In many projects, even though both series_data and observed_data include the series_name variable, but the content of this variable is not always well aligned.
intersect(names(series_data), names(observed_exposure_data))
[1] "series_name" "dependent_unit" "independent_unit" "dependent"
[5] "independent"
series_data %>%
count(series_name, independent_unit, dependent_unit)
# A tibble: 27 × 4
series_name independent_unit dependent_unit n
<chr> <chr> <chr> <int>
1 Atenolol - Systemic Circulation - Conc… h ng/mL 50
2 Atenolol - Total Absorbed h mg 50
3 Atenolol - Total Dissolved h mg 50
4 Brick Dust - Systemic Circulation - Co… h ng/mL 28
5 Brick Dust - Total Absorbed h mg 28
6 Brick Dust - Total Dissolved h mg 28
7 Carbamazepine - Systemic Circulation -… h ng/mL 49
8 Carbamazepine - Total Absorbed h mg 49
9 Carbamazepine - Total Dissolved h mg 49
10 Furosemide - Systemic Circulation - Co… h ng/mL 60
# ℹ 17 more rows
observed_exposure_data %>%
count(series_name, independent_unit, dependent_unit)
# A tibble: 3 × 4
series_name independent_unit dependent_unit n
<chr> <chr> <chr> <int>
1 Metoprolol Tartrate Exposure Plasma h ng/mL 9
2 Piroxicam Exposure Plasma h ng/mL 13
3 Propranolol HCl Exposure Plasma h ng/mL 8
The desired content to align simulated and observed data might exist in other variables.

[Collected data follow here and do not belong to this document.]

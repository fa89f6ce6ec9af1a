mod alias;
mod exec;
mod lower;
mod materialize;
mod plan;
use plan::ExecPlan;
mod planner;
mod ty;

use strata_core::{
    driver::Driver,
    query::{Query, Splitting},
    stmt::{self, Value},
    Result, Schema,
};
use strata_sql::Serializer;

use std::sync::Arc;

/// Plans queries against the resolved schema and runs them on the driver.
#[derive(Debug)]
pub(crate) struct Engine {
    /// The resolved schema
    pub(crate) schema: Arc<Schema>,

    /// Handle to the database
    pub(crate) driver: Arc<dyn Driver>,

    pub(crate) settings: Settings,
}

#[derive(Debug, Clone)]
pub(crate) struct Settings {
    /// Loading mode for collections of queries that do not pick one
    pub(crate) splitting: Splitting,

    /// Maximum number of parent keys per split command
    pub(crate) split_batch_size: usize,
}

impl Engine {
    pub(crate) fn plan(&self, query: &Query) -> Result<ExecPlan> {
        let tree = materialize::apply(&self.schema, query, self.settings.splitting)?;
        lower::apply(&self.schema, &tree)
    }

    /// Renders `query` in the driver's SQL flavor.
    pub(crate) fn render(&self, query: &stmt::Query) -> (String, Vec<Value>) {
        let dialect = self.driver.capability().dialect;
        let (sql, params) = Serializer::for_dialect(&self.schema.db, dialect).render(query);

        log::trace!("rendered SQL; sql={sql}; params={params:?}");
        (sql, params)
    }
}

impl Default for Settings {
    fn default() -> Settings {
        Settings {
            splitting: Splitting::Joined,
            split_batch_size: 500,
        }
    }
}
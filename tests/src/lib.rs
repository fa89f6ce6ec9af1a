#[macro_use]
mod macros;


mod db_test;
pub use db_test::DbTest;

pub mod fixtures;

pub mod prelude;

mod logging_driver;
pub use logging_driver::LoggingDriver;

mod sql_log;
pub use sql_log::SqlLog;

use strata::driver::{Capability, Driver};

#[async_trait::async_trait]
pub trait Setup: Send + Sync + 'static {
    /// Opens a fresh, empty database.
    async fn connect(&self) -> strata::Result<Box<dyn Driver>>;

    fn capability(&self) -> &Capability;
}
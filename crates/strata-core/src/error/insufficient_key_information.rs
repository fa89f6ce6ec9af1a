use super::Error;

/// Error when rows loaded for a collection cannot be safely regrouped under
/// their parent.
///
/// Raised while planning when a parent or child projection does not carry a
/// key able to identify its rows, for example after a `DISTINCT` that drops
/// the key or a grouping that does not project the group key.
#[derive(Debug)]
pub(super) struct InsufficientKeyInformation {
    collection: Box<str>,
    detail: Box<str>,
}

impl std::error::Error for InsufficientKeyInformation {}

impl core::fmt::Display for InsufficientKeyInformation {
    fn fmt(&self, f: &mut core::fmt::Formatter) -> core::fmt::Result {
        write!(
            f,
            "insufficient key information for collection `{}`: {}",
            self.collection, self.detail
        )
    }
}

impl Error {
    /// Creates an insufficient key information error for the named
    /// collection join (for example `Customer.Orders`).
    pub fn insufficient_key_information(
        collection: impl Into<String>,
        detail: impl Into<String>,
    ) -> Error {
        Error::from(super::ErrorKind::InsufficientKeyInformation(
            InsufficientKeyInformation {
                collection: collection.into().into(),
                detail: detail.into().into(),
            },
        ))
    }

    /// Returns `true` if this error is an insufficient key information error.
    pub fn is_insufficient_key_information(&self) -> bool {
        matches!(self.kind(), super::ErrorKind::InsufficientKeyInformation(_))
    }
}
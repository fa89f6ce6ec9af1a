use super::Error;

/// An error built from a free-form message.
///
/// Used through the `bail!` and `err!` macros for internal invariants and for
/// context attached to structured errors.
#[derive(Debug)]
pub(super) struct AdhocError {
    message: Box<str>,
}

impl AdhocError {
    pub(super) fn new(message: impl Into<String>) -> AdhocError {
        AdhocError {
            message: message.into().into(),
        }
    }
}

impl std::error::Error for AdhocError {}

impl core::fmt::Display for AdhocError {
    fn fmt(&self, f: &mut core::fmt::Formatter) -> core::fmt::Result {
        f.write_str(&self.message)
    }
}

impl Error {
    /// Creates an ad-hoc error from format arguments.
    pub fn from_args(args: core::fmt::Arguments<'_>) -> Error {
        let message = match args.as_str() {
            Some(message) => message.to_string(),
            None => args.to_string(),
        };
        Error::from(super::ErrorKind::Adhoc(AdhocError::new(message)))
    }

    /// Returns `true` if this error is an ad-hoc error.
    pub fn is_adhoc(&self) -> bool {
        matches!(self.kind(), super::ErrorKind::Adhoc(_))
    }
}
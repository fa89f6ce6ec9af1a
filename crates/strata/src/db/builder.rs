use super::Db;
use crate::{
    engine::{Engine, Settings},
    Error, ModelConfig, Result, Splitting,
};

use strata_core::{
    driver::Driver,
    schema::{self, app},
    Schema,
};

use std::sync::Arc;

#[derive(Debug, Default)]
pub struct Builder {
    /// Registered model configurations, merged in registration order
    models: Vec<ModelConfig>,

    /// Schema builder
    core: schema::Builder,

    /// Engine options
    settings: Settings,
}

impl Builder {
    pub fn register(&mut self, config: ModelConfig) -> &mut Self {
        self.models.push(config);
        self
    }

    /// Set the table name prefix for all tables
    pub fn table_name_prefix(&mut self, prefix: &str) -> &mut Self {
        self.core.table_name_prefix(prefix);
        self
    }

    /// Sets how collections are loaded when a query does not choose.
    pub fn query_splitting(&mut self, splitting: Splitting) -> &mut Self {
        self.settings.splitting = splitting;
        self
    }

    /// Maximum number of parent keys bound by one split collection command.
    pub fn split_batch_size(&mut self, size: usize) -> &mut Self {
        self.settings.split_batch_size = size;
        self
    }

    pub fn build_app_schema(&self) -> Result<app::Schema> {
        let merged = ModelConfig {
            entities: self
                .models
                .iter()
                .flat_map(|model| model.entities.iter().cloned())
                .collect(),
        };

        merged.into_app()
    }

    /// Resolves the registered models without connecting to a database.
    pub fn build_schema(&self) -> Result<Schema> {
        self.core.build(self.build_app_schema()?)
    }

    pub async fn connect(&mut self, url: &str) -> Result<Db> {
        self.build(super::Connect::new(url)?).await
    }

    pub async fn build(&mut self, mut driver: impl Driver) -> Result<Db> {
        if self.settings.split_batch_size == 0 {
            return Err(Error::configuration("split batch size must be at least 1"));
        }

        let schema = self.build_schema()?;

        log::debug!(
            "schema resolved; entities={} tables={}",
            schema.app.entities.len(),
            schema.db.tables.len()
        );

        driver.register_schema(&schema.db).await?;

        Ok(Db {
            engine: Arc::new(Engine {
                schema: Arc::new(schema),
                driver: Arc::new(driver),
                settings: self.settings.clone(),
            }),
        })
    }
}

setdiff(names(series_data), names(observed_exposure_data))
[1] "run_name" "simulation_name"
[3] "iteration" "simulation_iteration_key_name"
[5] "simulation_iteration_key_name_2"
series_data %>%
count(run_name, simulation_name)
# A tibble: 9 × 3
run_name simulation_name n
<chr> <chr> <int>
1 BatchSimsRun Atenolol 100mg PO tablet 150
2 BatchSimsRun Brick Dust 10mg PO tablet 84
3 BatchSimsRun Carbamazepine 200mg PO tablet 147
4 BatchSimsRun Furosemide 40mg PO tablet 180
5 BatchSimsRun Ketoprofen 100mg PO tablet 171
6 BatchSimsRun Metoprolol Tartrate 200mg PO tablet 179
7 BatchSimsRun Piroxicam 20mg PO capsule 143
8 BatchSimsRun Propranolol HCl 160mg PO tablet 174
9 BatchSimsRun Ranitidine 150mg PO tablet 159
setdiff(names(observed_exposure_data), names(series_data))
[1] "group_name" "group_type" "series_type"
[4] "module" "section" "compartment"
[7] "state" "dose" "dose_unit"
[10] "infusion_time" "infusion_time_unit" "body_mass"
[13] "body_mass_unit" "uncertainty_percentage" "std_dev"
observed_exposure_data %>%
count(series_type)
# A tibble: 1 × 2
series_type n
<chr> <int>
1 UncertainConcentrationSeries 30
Aligning the most important features of simulated and observed data will produce the most meaningful visualizations.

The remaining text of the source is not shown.